Preparation of materials

It consists in the sterilization of the materials necessary for the spinal anesthesia. We mainly find:

  • a 25 gauge fine needle (0,5mm diameter) or 22G (0,8mm) pencil point bevel;
  • un introducer, two 5 ml syringes et two subcutaneous needles (to take the drugs and do the local skin anesthesia).
  • A drape, compresses, a cup (for the antiseptic), a pair of gloves and an occlusive dressing are also essential.

Preparation of anesthetic and resuscitation drugs

The anesthetist prepares the anesthetic and resuscitation drugs. They are chosen and prepared at a dose and concentration varying according to the patient's condition and his medical background.

The main anesthetic substances used for spinal anesthesia are there lidocaine and bupivacaine.

For emergency resuscitation, drugs such as morphine substances (fentanyl, sufentanyl, etc.) are administered.

Adjuvants are also sometimes injected: adrenaline, ephedrine, etc.

Patient preparation

La preparing the patient for surgery is based on the examination of its parameters: pulse, blood pressure, body temperature.

A good caliber venous line is set up, then 500 to 1000 ml of crystalloids (physiological serum or ringer's lactate) are injected.

Performing anesthesia

Once ready, you can move on to spinal anesthesia.
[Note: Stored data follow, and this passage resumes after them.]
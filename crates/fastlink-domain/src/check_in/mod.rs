mod message;
mod portal;

pub use message::{repair_mojibake, ALREADY_CHECKED_IN_MESSAGE, CHECK_IN_FAILED_MESSAGE};
pub use portal::PortalClient;
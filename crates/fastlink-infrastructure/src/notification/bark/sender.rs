use async_trait::async_trait;

use fastlink_domain::notification::{NotificationMessage, NotificationSender};
use fastlink_domain::shared::DomainError;

#[async_trait]
impl NotificationSender for super::BarkSender {
    async fn send(&self, message: &NotificationMessage) -> Result<(), DomainError> {
        let url = self.config.push_url();
        let payload = self.build_payload(message);

        let response = self
            .client
            .post(&url)
            .header("Content-Type", "application/json; charset=utf-8")
            .json(&payload)
            .send()
            .await
            .map_err(|e| {
                DomainError::Notification(format!("Failed to send Bark notification: {}", e))
            })?;

        let status = response.status();
        if !status.is_success() {
            let body = response.text().await.unwrap_or_default();
            return Err(DomainError::Notification(format!(
                "Bark push failed with status {}: {}",
                status, body
            )));
        }

        log::info!("Bark notification sent: {}", message.title);
        Ok(())
    }

    async fn test(&self) -> Result<(), DomainError> {
        let test_message = NotificationMessage::new(
            "Fastlink Status",
            "Test notification from fastlink-checkin",
        );

        self.send(&test_message).await
    }
}
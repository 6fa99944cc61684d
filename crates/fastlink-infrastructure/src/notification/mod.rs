mod bark;

pub use bark::{BarkSender, DEFAULT_GROUP};
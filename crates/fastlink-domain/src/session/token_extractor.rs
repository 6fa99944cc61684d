use super::SessionToken;

/// Service to build a session token from `Set-Cookie` response headers
pub struct SessionTokenExtractor;

impl SessionTokenExtractor {
    /// Separator used between cookie pairs, as in a `Cookie` request header
    const PAIR_SEPARATOR: &'static str = "; ";

    /// Extract session token from `Set-Cookie` header values
    ///
    /// Strategy:
    /// 1. Keep the portion of each header before the first `;` (the `name=value` pair)
    /// 2. Join the pairs with `"; "` in header order
    /// 3. Return `None` when no header was present
    pub fn extract<I, S>(set_cookie_headers: I) -> Option<SessionToken>
    where
        I: IntoIterator<Item = S>,
        S: AsRef<str>,
    {
        let pairs = set_cookie_headers
            .into_iter()
            .map(|header| {
                let header = header.as_ref();
                header.split(';').next().unwrap_or(header).to_string()
            })
            .collect::<Vec<_>>();

        SessionToken::new(pairs.join(Self::PAIR_SEPARATOR))
    }
}
//! In-process stand-ins for the membership portal and the Bark relay

#![allow(dead_code)]

use std::net::TcpListener;
use std::sync::{Arc, Mutex};
use std::time::Duration;

use actix_web::http::{header, StatusCode};
use actix_web::{web, App, HttpRequest, HttpResponse, HttpServer};

pub const USERNAME: &str = "user@example.com";
pub const PASSWORD: &str = "secret";

pub const STATUS_PAGE: &str = r#"<html><body>
<script>
trafficDountChat('200GB', '1.35GB', '158.2GB', 'x');
</script>
<button>明日再来</button>
</body></html>"#;

/// A request as the mock server saw it
#[derive(Debug, Clone)]
pub struct RecordedRequest {
    pub method: String,
    pub path: String,
    pub content_type: Option<String>,
    pub cookie: Option<String>,
    pub body: String,
}

/// Canned responses, one per endpoint
#[derive(Debug, Clone)]
pub struct MockPortal {
    pub login_status: u16,
    pub login_cookies: Vec<String>,
    pub page_status: u16,
    pub page_body: String,
    pub checkin_status: u16,
    pub checkin_body: String,
    pub push_status: u16,
    pub push_delay: Option<Duration>,
}

impl Default for MockPortal {
    fn default() -> Self {
        Self {
            login_status: 200,
            login_cookies: vec![
                "uid=42; path=/; expires=Sat, 01 Jan 2050 00:00:00 GMT".to_string(),
                "key=abc123; path=/; HttpOnly".to_string(),
            ],
            page_status: 200,
            page_body: STATUS_PAGE.to_string(),
            checkin_status: 200,
            checkin_body: r#"{"ret":1,"msg":"Got 512MB"}"#.to_string(),
            push_status: 200,
            push_delay: None,
        }
    }
}

struct ServerState {
    portal: MockPortal,
    requests: Arc<Mutex<Vec<RecordedRequest>>>,
}

pub struct MockServer {
    pub base_url: String,
    requests: Arc<Mutex<Vec<RecordedRequest>>>,
}

impl MockServer {
    pub fn requests(&self) -> Vec<RecordedRequest> {
        self.requests.lock().unwrap().clone()
    }

    pub fn request_to(&self, path: &str) -> Option<RecordedRequest> {
        self.requests().into_iter().find(|r| r.path == path)
    }
}

async fn handle(req: HttpRequest, body: String, state: web::Data<ServerState>) -> HttpResponse {
    let header_value = |name: header::HeaderName| {
        req.headers()
            .get(name)
            .and_then(|v| v.to_str().ok())
            .map(str::to_string)
    };

    state.requests.lock().unwrap().push(RecordedRequest {
        method: req.method().to_string(),
        path: req.path().to_string(),
        content_type: header_value(header::CONTENT_TYPE),
        cookie: header_value(header::COOKIE),
        body,
    });

    let portal = &state.portal;
    let status = |code: u16| StatusCode::from_u16(code).unwrap();

    match req.path() {
        "/auth/login" => {
            let mut response = HttpResponse::build(status(portal.login_status));
            for cookie in &portal.login_cookies {
                response.append_header((header::SET_COOKIE, cookie.as_str()));
            }
            response.content_type("application/json").body(r#"{"ret":1}"#)
        }
        "/user" => HttpResponse::build(status(portal.page_status))
            .content_type("text/html; charset=utf-8")
            .body(portal.page_body.clone()),
        "/user/checkin" => HttpResponse::build(status(portal.checkin_status))
            .content_type("application/json")
            .body(portal.checkin_body.clone()),
        "/push" => {
            if let Some(delay) = portal.push_delay {
                actix_web::rt::time::sleep(delay).await;
            }
            HttpResponse::build(status(portal.push_status))
                .content_type("application/json")
                .body(r#"{"code":200,"message":"success"}"#)
        }
        _ => HttpResponse::NotFound().finish(),
    }
}

/// Start the mock on an ephemeral port. Must be called inside an actix system.
pub fn spawn_mock_server(portal: MockPortal) -> MockServer {
    let requests = Arc::new(Mutex::new(Vec::new()));
    let state = web::Data::new(ServerState {
        portal,
        requests: requests.clone(),
    });

    let listener = TcpListener::bind("127.0.0.1:0").unwrap();
    let addr = listener.local_addr().unwrap();

    let server = HttpServer::new(move || {
        App::new()
            .app_data(state.clone())
            .default_service(web::to(handle))
    })
    .workers(1)
    .disable_signals()
    .listen(listener)
    .unwrap()
    .run();

    actix_web::rt::spawn(server);

    MockServer {
        base_url: format!("http://{}", addr),
        requests,
    }
}

/// A base URL nothing listens on
pub fn unreachable_base_url() -> String {
    let listener = TcpListener::bind("127.0.0.1:0").unwrap();
    let addr = listener.local_addr().unwrap();
    drop(listener);
    format!("http://{}", addr)
}
pub mod bootstrap;
pub mod cli;
pub mod http_server;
First, we install the patient so that he has the round back (sitting with the forearms bent, resting on the thighs for example).

Then we chooses the puncture point easy to stitch and we make a landmark by tracing the outlines of spinous processes and a horizontal line.

All these procedures are carried out in compliance with the rules of asepsis. The surgeon must be equipped with a cap, a mask and sterile gloves. Surgical hand washing is also essential.

The entire back of the operated patient will also be disinfected. This consists of cleaning with soap and water, followed by the application, in a spiral motion (from the puncture point outwards), of antiseptic or disinfectant (such as alcohol).

Then one local anesthesia per 1 ml of lidocaine for example is injected, to alleviate the pain during the lumbar puncture.

The realization of this puncture is done in two stages.

  • The needle is introduced through the introducer and progress is made until resistance is encountered which would correspond to the dura mater (3 to 6 cm deep), while avoiding bone contact.
  • The mandrel is removed, and the clear CSF drop reflux is observed before slowly inject local anesthesia (1 ml every 3 seconds). Care must be taken that the needle is stationary and has a good position.

Finally, the patient is placed in the supine position.

Monitoring after anesthesia

Monitoring takes place during the installation of the block, during and after the operation.

It consists of evaluating:

  • the feelings of the patient;
  • sensory block;
  • the engine block;
  • breathing;
  • consciousness ;
  • pulses;
  • blood pressure.

Monitoring should be frequent, until the patient has fully recovered. They are essential in order to limit the risks and complications.

The risks and complications

During the puncture, there is a high risk of vagal discomfort. However, it is quite possible to avoid it by adopting the lateral decubitus position and premedication.

The failures as well as accidents may also occur (example: puncture of a vessel).

When installing the block, in the event of a block that is too extensive, risks and complications neurological, cardio-respiratory and digestive can present themselves. These can cause side effects such as low blood pressure, bradycardia, drowsiness, difficulty breathing and drowsiness.

Later, one may experience headaches, urinary retention, paralysis, sepsis and other neurological complications.

However, these risks and complications can be treated and avoided by strictly adhering to spinal anesthesia procedures and protocols.